I've never actually met his kids, they live with their mother and he has them every saturday night - so we don't see each other on Saturday nights.

Anyway a few weeks ago we were talking (well, whinging about stuff to each other more like) and I said "you make it sound like I have a problem with your kids" and he said "well yeah, I think you do a bit". He went on to explain that I apparantly act "off" with him when he mentions them. I don't at all and argued my point and in the end he agreed he was wrong.

But then, this weekend we went out for a drink, he was a bit tipsy and this conversation started up again and this time he accused me of actually being JEALOUS of his kids. He said it's obvious that I'm jealous that he still loves them and he thinks I want him to abandon them because he's in a new relationship.

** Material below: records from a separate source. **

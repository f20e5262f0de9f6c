//! HTTP surface for the polling client.
//!
//! Thin JSON handlers over the coordinator, the store, and the chat module.
//! Pipeline errors never surface here; they are observable only through
//! `/api/sync-status`.

use std::path::PathBuf;
use std::sync::Arc;

use axum::extract::{Query, State};
use axum::http::StatusCode;
use axum::response::{IntoResponse, Response};
use axum::routing::{get, post};
use axum::{Json, Router};
use chrono::{DateTime, Utc};
use parking_lot::RwLock;
use serde::Deserialize;
use serde_json::{json, Value};

use crate::chat;
use crate::claude::{CompletionClient, LlmError};
use crate::config::Config;
use crate::db::IntelDb;
use crate::google_api::{self, token_store};
use crate::sync::{CredentialStore, SyncCoordinator, SyncError, SyncStatus};

pub struct AppState {
    pub config: RwLock<Config>,
    pub coordinator: Arc<SyncCoordinator>,
    pub model: Arc<dyn CompletionClient>,
    pub credentials: Arc<dyn CredentialStore>,
    pub current_user: RwLock<Option<String>>,
    pub db_path: PathBuf,
}

pub fn router(state: Arc<AppState>) -> Router {
    Router::new()
        .route("/login", get(login))
        .route("/login/google/authorized", get(login_callback))
        .route("/sync-emails", post(start_sync))
        .route("/api/force-refresh", post(start_sync))
        .route("/api/sync-status", get(sync_status))
        .route("/api/reset-database", post(reset_database))
        .route("/api/insights", get(insights))
        .route("/api/chat", post(chat_handler))
        .route("/api/preferences", post(save_preferences))
        .route("/api/disconnect", post(disconnect))
        .with_state(state)
}

fn error_response(status: StatusCode, message: impl Into<String>) -> Response {
    (status, Json(json!({ "error": message.into() }))).into_response()
}

/// Resolve the acting user: login session first, then the stored token.
fn current_user(state: &AppState) -> Option<String> {
    if let Some(user) = state.current_user.read().clone() {
        return Some(user);
    }
    let peeked = token_store::peek_account_email();
    if let Some(ref email) = peeked {
        *state.current_user.write() = Some(email.clone());
    }
    peeked
}

fn open_db(state: &AppState) -> Result<IntelDb, Response> {
    IntelDb::open_at(state.db_path.clone())
        .map_err(|e| error_response(StatusCode::INTERNAL_SERVER_ERROR, e.to_string()))
}

// ============================================================================
// Auth routes
// ============================================================================

async fn login(State(state): State<Arc<AppState>>) -> Response {
    let config = state.config.read().clone();
    if config.google.client_id.is_empty() {
        return error_response(
            StatusCode::INTERNAL_SERVER_ERROR,
            "google client is not configured",
        );
    }
    let redirect_uri = callback_uri(&config);
    let url = google_api::auth_url(&config.google, &redirect_uri);
    Json(json!({ "auth_url": url })).into_response()
}

#[derive(Deserialize)]
struct CallbackParams {
    code: Option<String>,
    error: Option<String>,
}

async fn login_callback(
    State(state): State<Arc<AppState>>,
    Query(params): Query<CallbackParams>,
) -> Response {
    if let Some(denied) = params.error {
        return error_response(StatusCode::UNAUTHORIZED, format!("consent denied: {}", denied));
    }
    let Some(code) = params.code else {
        return error_response(StatusCode::BAD_REQUEST, "missing authorization code");
    };

    let config = state.config.read().clone();
    let redirect_uri = callback_uri(&config);
    match google_api::exchange_code(&config.google, &code, &redirect_uri).await {
        Ok(credential) => {
            if let Err(e) = state.credentials.save(&credential) {
                return error_response(StatusCode::INTERNAL_SERVER_ERROR, e.to_string());
            }
            let email = credential
                .account
                .clone()
                .unwrap_or_else(|| "authenticated".to_string());
            *state.current_user.write() = Some(email.clone());
            log::info!("User logged in: {}", email);
            Json(json!({ "email": email })).into_response()
        }
        Err(e) => error_response(StatusCode::UNAUTHORIZED, e.to_string()),
    }
}

fn callback_uri(config: &Config) -> String {
    format!("http://{}/login/google/authorized", config.listen_addr)
}

// ============================================================================
// Sync routes
// ============================================================================

#[derive(Debug, Default, Deserialize)]
#[serde(rename_all = "snake_case")]
struct SyncParams {
    window_days: Option<u32>,
    force_full: Option<bool>,
}

async fn start_sync(
    State(state): State<Arc<AppState>>,
    params: Option<Query<SyncParams>>,
) -> Response {
    let Some(user) = current_user(&state) else {
        return error_response(StatusCode::UNAUTHORIZED, "not logged in");
    };
    let credential = match state.credentials.load() {
        Ok(credential) => credential,
        Err(e) => {
            return error_response(
                StatusCode::UNAUTHORIZED,
                format!("gmail not connected: {}", e),
            )
        }
    };

    let params = params.map(|Query(p)| p).unwrap_or_default();
    let config = state.config.read().clone();
    let requested = params.window_days.unwrap_or(config.email_days_back);
    let force_full = params.force_full.unwrap_or(false);
    let last_sync = state.coordinator.status(&user).last_sync;
    let window_days = pick_window(requested, force_full, last_sync, Utc::now());

    match state.coordinator.start(&user, credential, window_days) {
        Ok(()) => (
            StatusCode::ACCEPTED,
            Json(json!({ "status": "started", "window_days": window_days })),
        )
            .into_response(),
        Err(SyncError::AlreadyRunning) => {
            error_response(StatusCode::CONFLICT, "sync already in progress")
        }
        Err(SyncError::CredentialInvalid) => error_response(
            StatusCode::UNAUTHORIZED,
            "credential invalid, please reconnect gmail",
        ),
    }
}

/// Shrink the window to the days since the last sync unless a full sync was
/// forced. First syncs always use the requested window.
fn pick_window(
    requested: u32,
    force_full: bool,
    last_sync: Option<DateTime<Utc>>,
    now: DateTime<Utc>,
) -> u32 {
    if force_full {
        return requested.max(1);
    }
    match last_sync {
        Some(last) => {
            let since = (now - last).num_days().max(0) as u32 + 1;
            since.min(requested.max(1))
        }
        None => requested.max(1),
    }
}

async fn sync_status(State(state): State<Arc<AppState>>) -> Response {
    let Some(user) = current_user(&state) else {
        return error_response(StatusCode::UNAUTHORIZED, "not logged in");
    };
    let status = state.coordinator.status(&user);
    Json(status_payload(&status)).into_response()
}

/// The polling shape: `{is_syncing, progress, phase, last_sync, error?}`.
fn status_payload(status: &SyncStatus) -> Value {
    let mut payload = json!({
        "is_syncing": status.is_syncing(),
        "progress": status.progress,
        "phase": status.phase,
        "last_sync": status.last_sync.map(|t| t.to_rfc3339()),
        "user_email": status.user_email,
    });
    if let Some(ref error) = status.error {
        payload["error"] = json!(error);
    }
    if let Some(ref result) = status.result {
        payload["result"] = serde_json::to_value(result).unwrap_or(Value::Null);
    }
    payload
}

// ============================================================================
// Data routes
// ============================================================================

async fn reset_database(State(state): State<Arc<AppState>>) -> Response {
    let Some(user) = current_user(&state) else {
        return error_response(StatusCode::UNAUTHORIZED, "not logged in");
    };
    let mut db = match open_db(&state) {
        Ok(db) => db,
        Err(response) => return response,
    };
    match db.reset(&user) {
        Ok(()) => {
            state.coordinator.clear(&user);
            Json(json!({ "success": true })).into_response()
        }
        Err(e) => (
            StatusCode::INTERNAL_SERVER_ERROR,
            Json(json!({ "success": false, "error": e.to_string() })),
        )
            .into_response(),
    }
}

async fn insights(State(state): State<Arc<AppState>>) -> Response {
    let Some(user) = current_user(&state) else {
        return error_response(StatusCode::UNAUTHORIZED, "not logged in");
    };
    let db = match open_db(&state) {
        Ok(db) => db,
        Err(response) => return response,
    };
    match db.insights(&user) {
        Ok(report) => Json(report).into_response(),
        Err(e) => error_response(StatusCode::INTERNAL_SERVER_ERROR, e.to_string()),
    }
}

#[derive(Deserialize)]
struct ChatRequest {
    message: String,
}

async fn chat_handler(
    State(state): State<Arc<AppState>>,
    Json(request): Json<ChatRequest>,
) -> Response {
    let Some(user) = current_user(&state) else {
        return error_response(StatusCode::UNAUTHORIZED, "not logged in");
    };
    if request.message.trim().is_empty() {
        return error_response(StatusCode::BAD_REQUEST, "message is empty");
    }

    let summary = {
        let db = match open_db(&state) {
            Ok(db) => db,
            Err(response) => return response,
        };
        match db.intelligence_summary(&user) {
            Ok(summary) => summary,
            Err(e) => return error_response(StatusCode::INTERNAL_SERVER_ERROR, e.to_string()),
        }
    };

    match chat::answer(Arc::clone(&state.model), &user, &summary, &request.message).await {
        Ok(response) => Json(json!({ "response": response })).into_response(),
        Err(LlmError::MissingApiKey) => error_response(
            StatusCode::SERVICE_UNAVAILABLE,
            "chat unavailable: no API key configured",
        ),
        Err(e) => error_response(StatusCode::BAD_GATEWAY, e.to_string()),
    }
}

#[derive(Debug, Deserialize)]
#[serde(rename_all = "snake_case")]
struct PreferencesRequest {
    email_days_back: Option<u32>,
    max_results: Option<u32>,
}

async fn save_preferences(
    State(state): State<Arc<AppState>>,
    Json(request): Json<PreferencesRequest>,
) -> Response {
    let current = state.config.read().clone();
    let updated = crate::config::update_config(&current, |config| {
        if let Some(days) = request.email_days_back {
            config.email_days_back = days.max(1);
        }
        if let Some(max) = request.max_results {
            config.max_results = max.clamp(1, 500);
        }
    });

    match updated {
        Ok(config) => {
            *state.config.write() = config;
            Json(json!({ "success": true })).into_response()
        }
        Err(e) => (
            StatusCode::INTERNAL_SERVER_ERROR,
            Json(json!({ "success": false, "error": e })),
        )
            .into_response(),
    }
}

async fn disconnect(State(state): State<Arc<AppState>>) -> Response {
    if let Err(e) = token_store::delete_token() {
        return error_response(StatusCode::INTERNAL_SERVER_ERROR, e.to_string());
    }
    *state.current_user.write() = None;
    log::info!("Gmail disconnected");
    Json(json!({ "success": true })).into_response()
}

// ============================================================================
// Tests
// ============================================================================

This is absolute bullshit. I'm ALWAYS asking about his kids, whenever he's with them I text him to say I hope they all have a great time together. I want to meet them - it's him that doesn't want that to happen and now I think I know why, he doesn't trust me with them.

They're teenagers, 15 and 17 years old. I feel I really didn't deserve this and I feel so hurt by it. He's since apologized and said he realises he was wrong but he obviously thinks it because this is the 2nd time he's said it now.

Anniegetyourgun Tue 11-Dec-12 09:38:57

On specifics, there are two ways of handling the petulant "you don't want me to stay" shit text.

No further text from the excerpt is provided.